Three.js From Zero · Article s5-06
S5-06 GPU Culling & Nanite-Style
GPU Culling & Nanite-Style Geometry
Stop drawing what the camera can't see. Stop drawing what's behind other things. Stop drawing every triangle at full detail regardless of screen size. Modern: all of this on the GPU, at meshlet granularity.
1. The culling hierarchy
- Frustum culling: is the object inside the view frustum?
- Occlusion culling: is it hidden behind something else?
- LOD selection: which detail level matches screen size?
- Backface culling: faces pointing away (per-triangle, GPU handles it).

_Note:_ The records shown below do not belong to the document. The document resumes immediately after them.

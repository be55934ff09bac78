// 该文件是 Posekit 项目的一部分。
// src/model.rs - 姿态估计模型
//
// 本程序遵循 GNU Affero 通用公共许可证（AGPL）许可协议。
// 本程序的发布旨在提供实用价值，但不作任何形式的担保，
// 包括但不限于对适销性或特定用途适用性的默示担保。
// 更多详情请参阅 GNU 通用公共许可证。
//
// Copyright (C) 2026 Johann Li <me@qinka.pro>, ETVP

use std::collections::BTreeMap;
use std::str::FromStr;

use image::RgbImage;
use thiserror::Error;
use url::Url;

use crate::pose::{ModelInfo, PoseData};

/// 姿态估计能力
///
/// `initialize` 必须在其他方法之前调用且只调用一次。
/// `detect_pose` 找不到姿态时返回 `Ok(None)`，这不是错误。
pub trait PoseEstimator {
  fn name(&self) -> &str;

  fn initialize(&mut self) -> Result<(), EstimatorError>;

  fn detect_pose(&mut self, frame: &RgbImage) -> Result<Option<PoseData>, EstimatorError>;

  /// 在帧的副本上绘制骨架，原帧保持不变
  fn draw_pose(&self, frame: &RgbImage, pose: &PoseData) -> RgbImage;

  fn keypoint_names(&self) -> &[&'static str];

  fn connections(&self) -> &[(usize, usize)];

  fn cleanup(&mut self) {}

  fn model_info(&self) -> ModelInfo {
    ModelInfo::new(self.name(), self.keypoint_names())
  }

  /// 检查检测结果是否与模型声明的关键点集合一致
  fn validate_pose_data(&self, pose: &PoseData) -> Result<(), EstimatorError> {
    let expected = self.keypoint_names().len();
    if pose.keypoints.len() != expected {
      return Err(EstimatorError::KeypointCountMismatch {
        expected,
        actual: pose.keypoints.len(),
      });
    }
    if let Some((index, kp)) = pose
      .keypoints
      .iter()
      .enumerate()
      .find(|(i, kp)| kp.id as usize != *i)
    {
      return Err(EstimatorError::KeypointOrder { index, id: kp.id });
    }
    Ok(())
  }
}

#[derive(Error, Debug)]
pub enum EstimatorError {
  #[error("模型尚未初始化")]
  NotInitialized,
  #[error("模型重复初始化")]
  AlreadyInitialized,
  #[error("模型加载错误: {0}")]
  LoadFailed(String),
  #[error("推理错误: {0}")]
  Inference(String),
  #[error("关键点数量不匹配: 期望 {expected}, 实际 {actual}")]
  KeypointCountMismatch { expected: usize, actual: usize },
  #[error("关键点顺序错误: 位置 {index} 的关键点编号为 {id}")]
  KeypointOrder { index: usize, id: u32 },
}

/// 模型参数无法解析
#[derive(Error, Debug, Clone, PartialEq)]
#[error("参数 {key} 的值 '{value}' 无效: {reason}")]
pub struct OptionError {
  pub key: String,
  pub value: String,
  pub reason: String,
}

/// 模型参数
///
/// 以字符串键值对保存，由各模型自行解析需要的参数。
#[derive(Debug, Clone, Default, PartialEq, Eq)]
pub struct ModelOptions {
  values: BTreeMap<String, String>,
}

impl ModelOptions {
  pub fn new() -> Self {
    Self::default()
  }

  pub fn set(mut self, key: impl Into<String>, value: impl ToString) -> Self {
    self.values.insert(key.into(), value.to_string());
    self
  }

  pub fn insert(&mut self, key: impl Into<String>, value: impl ToString) {
    self.values.insert(key.into(), value.to_string());
  }

  pub fn get_str(&self, key: &str) -> Option<&str> {
    self.values.get(key).map(String::as_str)
  }

  /// 取出并解析参数，不存在时返回 `Ok(None)`
  pub fn get<T>(&self, key: &str) -> Result<Option<T>, OptionError>
  where
    T: FromStr,
    T::Err: std::fmt::Display,
  {
    match self.values.get(key) {
      None => Ok(None),
      Some(raw) => raw.trim().parse::<T>().map(Some).map_err(|e| OptionError {
        key: key.to_string(),
        value: raw.clone(),
        reason: e.to_string(),
      }),
    }
  }

  pub fn get_or<T>(&self, key: &str, default: T) -> Result<T, OptionError>
  where
    T: FromStr,
    T::Err: std::fmt::Display,
  {
    Ok(self.get(key)?.unwrap_or(default))
  }

  /// 取出 [0, 1] 范围内的浮点参数
  pub fn get_unit(&self, key: &str, default: f64) -> Result<f64, OptionError> {
    let value: f64 = self.get_or(key, default)?;
    if !(0.0..=1.0).contains(&value) {
      return Err(OptionError {
        key: key.to_string(),
        value: value.to_string(),
        reason: "取值范围应为 0.0 - 1.0".to_string(),
      });
    }
    Ok(value)
  }

  /// 用 `other` 中的参数覆盖当前参数
  pub fn merged(&self, other: &ModelOptions) -> ModelOptions {
    let mut values = self.values.clone();
    values.extend(other.values.iter().map(|(k, v)| (k.clone(), v.clone())));
    ModelOptions { values }
  }

  pub fn iter(&self) -> impl Iterator<Item = (&str, &str)> {
    self.values.iter().map(|(k, v)| (k.as_str(), v.as_str()))
  }

  pub fn is_empty(&self) -> bool {
    self.values.is_empty()
  }

  /// 从 URL 查询参数读取，例如 `model:?seed=3&confidence_threshold=0.4`
  pub fn from_url(url: &Url) -> Self {
    Self {
      values: url
        .query_pairs()
        .map(|(k, v)| (k.into_owned(), v.into_owned()))
        .collect(),
    }
  }
}

impl FromStr for ModelOptions {
  type Err = OptionError;

  /// 解析 `key=value,key=value` 形式的参数
  fn from_str(s: &str) -> Result<Self, Self::Err> {
    let mut options = ModelOptions::new();
    for pair in s.split(',').map(str::trim).filter(|p| !p.is_empty()) {
      let (key, value) = pair.split_once('=').ok_or_else(|| OptionError {
        key: pair.to_string(),
        value: String::new(),
        reason: "应为 key=value 形式".to_string(),
      })?;
      options.insert(key.trim(), value.trim());
    }
    Ok(options)
  }
}

/// COCO 格式的 17 个关键点
pub const COCO_KEYPOINTS: [&str; 17] = [
  "nose",
  "left_eye",
  "right_eye",
  "left_ear",
  "right_ear",
  "left_shoulder",
  "right_shoulder",
  "left_elbow",
  "right_elbow",
  "left_wrist",
  "right_wrist",
  "left_hip",
  "right_hip",
  "left_knee",
  "right_knee",
  "left_ankle",
  "right_ankle",
];

/// COCO 骨架连线
pub const COCO_SKELETON: [(usize, usize); 16] = [
  // 头部
  (0, 1),
  (0, 2),
  (1, 3),
  (2, 4),
  // 躯干
  (5, 6),
  (5, 11),
  (6, 12),
  (11, 12),
  // 左臂
  (5, 7),
  (7, 9),
  // 右臂
  (6, 8),
  (8, 10),
  // 左腿
  (11, 13),
  (13, 15),
  // 右腿
  (12, 14),
  (14, 16),
];

mod stub;
pub use self::stub::StubEstimator;

#[cfg(feature = "model_movenet")]
mod movenet;
#[cfg(feature = "model_movenet")]
pub use self::movenet::MoveNetEstimator;

/// 注册表能构造的全部模型
pub enum Estimator {
  Stub(StubEstimator),
  #[cfg(feature = "model_movenet")]
  MoveNet(Box<MoveNetEstimator>),
}

impl PoseEstimator for Estimator {
  fn name(&self) -> &str {
    match self {
      Estimator::Stub(m) => m.name(),
      #[cfg(feature = "model_movenet")]
      Estimator::MoveNet(m) => m.name(),
    }
  }

  fn initialize(&mut self) -> Result<(), EstimatorError> {
    match self {
      Estimator::Stub(m) => m.initialize(),
      #[cfg(feature = "model_movenet")]
      Estimator::MoveNet(m) => m.initialize(),
    }
  }

  fn detect_pose(&mut self, frame: &RgbImage) -> Result<Option<PoseData>, EstimatorError> {
    match self {
      Estimator::Stub(m) => m.detect_pose(frame),
      #[cfg(feature = "model_movenet")]
      Estimator::MoveNet(m) => m.detect_pose(frame),
    }
  }

  fn draw_pose(&self, frame: &RgbImage, pose: &PoseData) -> RgbImage {
    match self {
      Estimator::Stub(m) => m.draw_pose(frame, pose),
      #[cfg(feature = "model_movenet")]
      Estimator::MoveNet(m) => m.draw_pose(frame, pose),
    }
  }

  fn keypoint_names(&self) -> &[&'static str] {
    match self {
      Estimator::Stub(m) => m.keypoint_names(),
      #[cfg(feature = "model_movenet")]
      Estimator::MoveNet(m) => m.keypoint_names(),
    }
  }

  fn connections(&self) -> &[(usize, usize)] {
    match self {
      Estimator::Stub(m) => m.connections(),
      #[cfg(feature = "model_movenet")]
      Estimator::MoveNet(m) => m.connections(),
    }
  }

  fn cleanup(&mut self) {
    match self {
      Estimator::Stub(m) => m.cleanup(),
      #[cfg(feature = "model_movenet")]
      Estimator::MoveNet(m) => m.cleanup(),
    }
  }
}

impl From<StubEstimator> for Estimator {
  fn from(m: StubEstimator) -> Self {
    Estimator::Stub(m)
  }
}

#[cfg(feature = "model_movenet")]
impl From<MoveNetEstimator> for Estimator {
  fn from(m: MoveNetEstimator) -> Self {
    Estimator::MoveNet(Box::new(m))
  }
}

#[cfg(test)]
mod tests {
  use super::*;

  #[test]
  fn options_parse_typed_values() {
    let options: ModelOptions = "seed=7, confidence_threshold=0.25".parse().unwrap();
    assert_eq!(options.get::<u64>("seed").unwrap(), Some(7));
    assert_eq!(options.get_unit("confidence_threshold", 0.5).unwrap(), 0.25);
    assert_eq!(options.get::<u32>("missing").unwrap(), None);
    assert_eq!(options.get_or("missing", 3u32).unwrap(), 3);
  }

  #[test]
  fn invalid_option_reports_key() {
    let options = ModelOptions::new().set("seed", "abc");
    let err = options.get::<u64>("seed").unwrap_err();
    assert_eq!(err.key, "seed");
    assert_eq!(err.value, "abc");

    let options = ModelOptions::new().set("min_detection_confidence", 1.5);
    assert!(options.get_unit("min_detection_confidence", 0.5).is_err());

    assert!("seed".parse::<ModelOptions>().is_err());
  }

  #[test]
  fn merged_prefers_overrides() {
    let defaults = ModelOptions::new().set("seed", 0).set("confidence_threshold", 0.5);
    let merged = defaults.merged(&ModelOptions::new().set("seed", 9));
    assert_eq!(merged.get::<u64>("seed").unwrap(), Some(9));
    assert_eq!(merged.get_str("confidence_threshold"), Some("0.5"));
  }

  #[test]
  fn options_from_url_query() {
    let url = Url::parse("model:stub?seed=4&font=%2Ftmp%2Fa.ttf").unwrap();
    let options = ModelOptions::from_url(&url);
    assert_eq!(options.get_str("seed"), Some("4"));
    assert_eq!(options.get_str("font"), Some("/tmp/a.ttf"));
  }

  #[test]
  fn skeleton_indices_are_valid() {
    for (a, b) in COCO_SKELETON {
      assert!(a < COCO_KEYPOINTS.len());
      assert!(b < COCO_KEYPOINTS.len());
    }
  }
}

2. CPU frustum (Three.js default)
Every frame, Three.js computes the 6 planes of the camera frustum. For each mesh, check its bounding sphere. Outside → skip.
// What Three.js does
for each mesh:
if (!frustum.intersectsBox(mesh.boundingBox)) skip;
Good enough for thousands of meshes. Breaks at millions.
3. GPU frustum culling
Move the check to a compute shader.
// Compute pass: test each instance against frustum planes
[[compute]]
fn cull(@builtin(global_invocation_id) id: vec3u) {
let inst = instances[id.x];
let inFrustum = test(inst.bbox, frustumPlanes);
if (inFrustum) {
let slot = atomicAdd(&drawCount, 1);
drawIndirect[slot] = inst.drawArgs;
}
}
Output: a compacted indirect-draw buffer. Then drawIndirect() the survivors in one call. Millions of instances, 60fps.
4. Occlusion culling — Hi-Z
Render the depth buffer from last frame. Build a mip chain where each level stores the max of its 2×2 source pixels (Hi-Z = hierarchical depth).
For each instance, project its bounding box, pick the mip level matching its screen size, sample the Hi-Z. If the bbox's nearest z is farther than the Hi-Z's farthest z → occluded, skip.
5. Nanite (the Unreal 5 thing)
Meshes are pre-split into meshlets — clusters of ~128 triangles. Meshlets arranged in a DAG of LODs.
Per frame:
- GPU traversal of the DAG picks meshlets at screen-appropriate detail.
- Per-meshlet frustum + Hi-Z culling.
- Rasterizer draws survivors.
- If meshlet is under 1 screen pixel, it writes pixel directly (software raster).
Net: movie-quality geometry (billions of triangles) at 60fps with constant overdraw.
6. Live demo — frustum culling on 50k instances
50 000 animated instances over a wide plane. CPU frustum cull toggle. Watch draw-count drop when culling is on.
7. LOD selection
Compute screen-space size: project bounding sphere, compare to pixel threshold. Pick LOD level. Three.js has LOD object — auto-switches meshes by distance.
const lod = new THREE.LOD();
lod.addLevel(highMesh, 0);
lod.addLevel(medMesh, 30);
lod.addLevel(lowMesh, 100);
scene.add(lod);
8. What to do in Three.js today
- InstancedMesh: one draw call per unique mesh × material. Always.
- BatchedMesh (r167+): multi-geometry multi-material in one draw call.
- Frustum culling: per-instance isn't automatic. Check position vs Three's
Frustumin a worker or per-frame loop. - LOD: the
THREE.LODobject for 2-3 levels. - Nanite-like: not stock. Roll your own with WebGPU compute + meshlet format.
9. Takeaways
- Cull early, cull cheap. Frustum first, occlusion next, LOD last.
- CPU culling: scales to ~10k. GPU culling: scales to millions.
- Hi-Z depth pyramid is the occlusion-culling workhorse.
- Nanite = meshlet DAG + GPU traversal + software raster for sub-pixel triangles.
- In Three.js: Instanced/Batched + LOD + custom compute = 95% of the way.